今はまだ不安でいいと先生に言われた時、久々に安心したしちゃんと納得もできた。それでも不安なまま市販薬を流し込むだけじゃこの日常は好転しないことも分かりきっている。これから描くデッサン作品が自分にどんな影響をもたらすのかまだ分からない。本音を言うと若干嫌な予感もするがきっといつも通りの過程だろう。その時陥ると全てが絶望的に見えるだろうが大丈夫。今までその繰り返しだったことを忘れないで。その苦痛は死ぬまで続くことも。

 

 

大好きな映画、T2トレインスポッティングの終盤で主人公のレントンが早口で興奮気味に捲し立てるシーンがある。使い古した諦めの中に垣間見える期待が眩しい。いつ見ても聞いても何かを思い出させてくれる素晴らしい脚本。

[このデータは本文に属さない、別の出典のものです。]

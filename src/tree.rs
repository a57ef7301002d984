//! The explicit search tree
//!
//! Every node the search visits is materialized, but a node only records what
//! it added to its parent's assignment: the decision it was created for, and
//! the literals its own processing fixed. The full assignment at a node is
//! the replay of everything on the path from the root down to it.
//!
//! Nodes own their children outright (no sharing, no back references), so
//! releasing a failed subtree is just handing its root back to the
//! [`NodeBudget`] that allocated it. Trees can be as deep as there are
//! variables, so nothing in here walks them recursively.

use crate::assignment::Assignment;
use crate::data::*;

/// Where a node is in its processing
///
/// `Created -> Checked -> Propagated -> PureEliminated`, then one of
/// `Branching`, `Solution` or `Dead`. A node can die from any of the first
/// four states.
#[derive(Debug, Copy, Clone, Eq, PartialEq)]
pub enum NodeState {
    Created,
    Checked,
    Propagated,
    PureEliminated,
    Branching,
    Solution,
    Dead,
}

#[derive(Debug)]
pub struct Node {
    /// `None` at the root
    decision: Option<Literal>,
    /// Fixed by unit propagation and pure literal elimination at this node
    implied: Vec<Literal>,
    state: NodeState,
    depth: u32,
    /// The "decision variable is true" branch
    left: Option<Box<Node>>,
    /// The "decision variable is false" branch
    right: Option<Box<Node>>,
}

impl Node {
    fn new(decision: Option<Literal>, depth: u32) -> Box<Self> {
        Box::new(Self {
            decision,
            implied: Vec::new(),
            state: NodeState::Created,
            depth,
            left: None,
            right: None,
        })
    }

    /// The literal made true to create this node
    #[inline]
    pub fn decision(&self) -> Option<Literal> {
        self.decision
    }

    /// The branching variable, `None` at the root
    pub fn variable(&self) -> Option<VarId> {
        self.decision.map(Literal::var_id)
    }

    /// The value given to the branching variable, `None` at the root
    pub fn value(&self) -> Option<bool> {
        self.decision.map(Literal::polarity)
    }

    /// The literals this node's own simplification made true, in order
    #[inline]
    pub fn implied(&self) -> &[Literal] {
        &self.implied
    }

    pub(crate) fn record_implied(&mut self, lits: &[Literal]) {
        self.implied.clear();
        self.implied.extend_from_slice(lits);
    }

    #[inline]
    pub fn state(&self) -> NodeState {
        self.state
    }

    pub(crate) fn set_state(&mut self, state: NodeState) {
        log::trace!(
            "node {:?} at depth {}: {:?} -> {:?}",
            self.decision,
            self.depth,
            self.state,
            state
        );
        self.state = state;
    }

    #[inline]
    pub fn is_solution(&self) -> bool {
        self.state == NodeState::Solution
    }

    #[inline]
    pub fn depth(&self) -> u32 {
        self.depth
    }

    pub fn left(&self) -> Option<&Node> {
        self.left.as_deref()
    }

    pub fn right(&self) -> Option<&Node> {
        self.right.as_deref()
    }

    pub(crate) fn attach_left(&mut self, child: Box<Node>) {
        debug_assert_eq!(child.value(), Some(true));
        self.left = Some(child);
    }

    pub(crate) fn attach_right(&mut self, child: Box<Node>) {
        debug_assert_eq!(child.value(), Some(false));
        self.right = Some(child);
    }

    /// Attach `child` on the side its decision says it belongs
    pub(crate) fn attach(&mut self, child: Box<Node>) {
        match child.value() {
            Some(false) => self.attach_right(child),
            _ => self.attach_left(child),
        }
    }

    /// Number of nodes in this subtree, this one included
    pub fn subtree_size(&self) -> usize {
        let mut count = 0;
        let mut pending = vec![self];
        while let Some(node) = pending.pop() {
            count += 1;
            pending.extend(node.left());
            pending.extend(node.right());
        }
        count
    }
}

impl Drop for Node {
    fn drop(&mut self) {
        // unlink children first so dropping a long path doesn't recurse
        let mut pending: Vec<Box<Node>> = Vec::new();
        pending.extend(self.left.take());
        pending.extend(self.right.take());
        while let Some(mut node) = pending.pop() {
            pending.extend(node.left.take());
            pending.extend(node.right.take());
        }
    }
}

/// Raised when an allocation would go over the node budget
///
/// Not the same thing as a dead branch: nothing was learned about the
/// formula.
#[derive(Copy, Clone, Debug, Eq, PartialEq)]
pub struct BudgetExhausted;

/// Hands out nodes, and keeps count of how many are alive
///
/// One budget belongs to one solve; counts start at zero.
#[derive(Debug, Clone)]
pub struct NodeBudget {
    limit: usize,
    /// Nodes currently allocated
    live: usize,
    peak: usize,
    /// Nodes ever allocated
    allocated: usize,
    /// Allocations refused
    denied: usize,
}

impl NodeBudget {
    pub fn new(limit: usize) -> Self {
        Self {
            limit,
            live: 0,
            peak: 0,
            allocated: 0,
            denied: 0,
        }
    }

    pub fn limit(&self) -> usize {
        self.limit
    }

    pub fn live(&self) -> usize {
        self.live
    }

    pub fn peak(&self) -> usize {
        self.peak
    }

    pub fn allocated(&self) -> usize {
        self.allocated
    }

    pub fn denied(&self) -> usize {
        self.denied
    }

    fn take_slot(&mut self) -> Result<(), BudgetExhausted> {
        if self.live >= self.limit {
            self.denied += 1;
            log::debug!("Node budget of {} exhausted", self.limit);
            return Err(BudgetExhausted);
        }
        self.live += 1;
        self.allocated += 1;
        self.peak = self.peak.max(self.live);
        Ok(())
    }

    /// A root node, with no decision
    pub fn alloc_root(&mut self) -> Result<Box<Node>, BudgetExhausted> {
        self.take_slot()?;
        Ok(Node::new(None, 0))
    }

    /// A child of `parent` that makes `decision` true
    pub fn alloc_child(
        &mut self,
        parent: &Node,
        decision: Literal,
    ) -> Result<Box<Node>, BudgetExhausted> {
        self.take_slot()?;
        Ok(Node::new(Some(decision), parent.depth + 1))
    }

    /// Free a node and everything under it
    ///
    /// Returns the number of nodes released
    pub fn release(&mut self, node: Box<Node>) -> usize {
        let mut released = 0;
        let mut pending = vec![node];
        while let Some(mut node) = pending.pop() {
            pending.extend(node.left.take());
            pending.extend(node.right.take());
            debug_assert!(self.live > 0);
            self.live = self.live.saturating_sub(1);
            released += 1;
        }
        released
    }
}

/// A whole search tree, as left behind by the search
#[derive(Debug)]
pub struct DecisionTree {
    root: Box<Node>,
}

impl DecisionTree {
    pub fn new(root: Box<Node>) -> Self {
        Self { root }
    }

    pub fn root(&self) -> &Node {
        &self.root
    }

    /// The nodes from the root down to the first solution node, depth first
    /// and left (true) before right (false), the same order the search takes
    pub fn locate_solution_path(&self) -> Option<Vec<&Node>> {
        let mut path: Vec<&Node> = Vec::new();
        let mut pending: Vec<&Node> = vec![&self.root];
        while let Some(node) = pending.pop() {
            path.truncate(node.depth().saturating_sub(self.root.depth()) as usize);
            path.push(node);
            if node.is_solution() {
                return Some(path);
            }
            pending.extend(node.right());
            pending.extend(node.left());
        }
        None
    }

    /// The first solution node
    pub fn locate_solution(&self) -> Option<&Node> {
        self.locate_solution_path()?.pop()
    }

    /// The assignment at the first solution node, rebuilt from the decisions
    /// and implied literals on its path
    pub fn solution_assignment(&self, variable_count: u32) -> Option<Assignment> {
        let path = self.locate_solution_path()?;
        let mut assignment = Assignment::unassigned(variable_count);
        for node in path {
            for lit in node.decision().into_iter().chain(node.implied().iter().copied()) {
                if assignment.lookup(lit) != Some(Unknown) {
                    log::error!("Solution path assigns {} twice or out of range", lit);
                    return None;
                }
                assignment.assign_true(lit);
            }
        }
        Some(assignment)
    }

    /// Release every node back to `budget`
    pub fn teardown(self, budget: &mut NodeBudget) -> usize {
        budget.release(self.root)
    }
}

『選べ、ブランド物の下着を。むなしくも愛の復活を願って。
バッグを選べ。ハイヒールを選べ。
カシミヤを選んでニセの幸せを感じろ。
過労死の女が作ったスマホを選び、劣悪な工場で作られた上着に突っ込め。
フェイスブックツイッター、インスタグラムを選び赤の他人に胆汁を吐き散らせ。

(中略)

子供を産んで後悔しろ。
あげくの果て、誰かの部屋で精製された粗悪なヤクで苦痛を紛らわせろ。
約束を果たさず人生を後悔しろ。
過ちから学ぶな。
過去の繰り返しをただ眺め、手にしたもので妥協しろ。
願ったものは高望み。不遇でも虚勢を張れ。
失意を選べ。愛する者を失え。
彼らと共に自分の心も死ぬ。
ある日気づくと、少しずつ死んでた心は空っぽの抜け殻になってる。
未来を選べ。』

 

 

 

頭部は何重にも包まれたように重くお腹の中で何かが蠢いている。指先の感覚も動かさなければそのまま消えていき透明と化す。眠気はひどいのに瞼はやけに軽く息も落ち着いている。目を閉じて瞼の裏で何かが分裂していく感覚に溺れる。脳のどこかを取り除いてうつを消し去るロボトミー手術が昔は存在したのかとぼんやり思う。それでも夜は明けない。

 

本来の私は向上心が高く真面目でいつだって本気で物事に取り組む。穏やかで平和な毎日を望み周囲の幸せを願う。こんな小さな世界でも誰かとの繋がりは大切でかけがえのない資産。たまにみんなが愛おしくて堪らなくなる。本当に優しくて常識のあるまともな人間。

未来を選べ。自分の人生を、今はまだ不安でもいい。でも人生どうにかなるように今から準備はしておくべき。生まれてきたことを不正解から正解に変えるのは容易いことではない。絶対に愛のある人生を選べるように、私はもう私を許したい。今日もきっと納得できないまま薬局へ向かう。今は色彩の存在しない絵を描いているけど自分が見ている世界はモノクロなんかじゃない。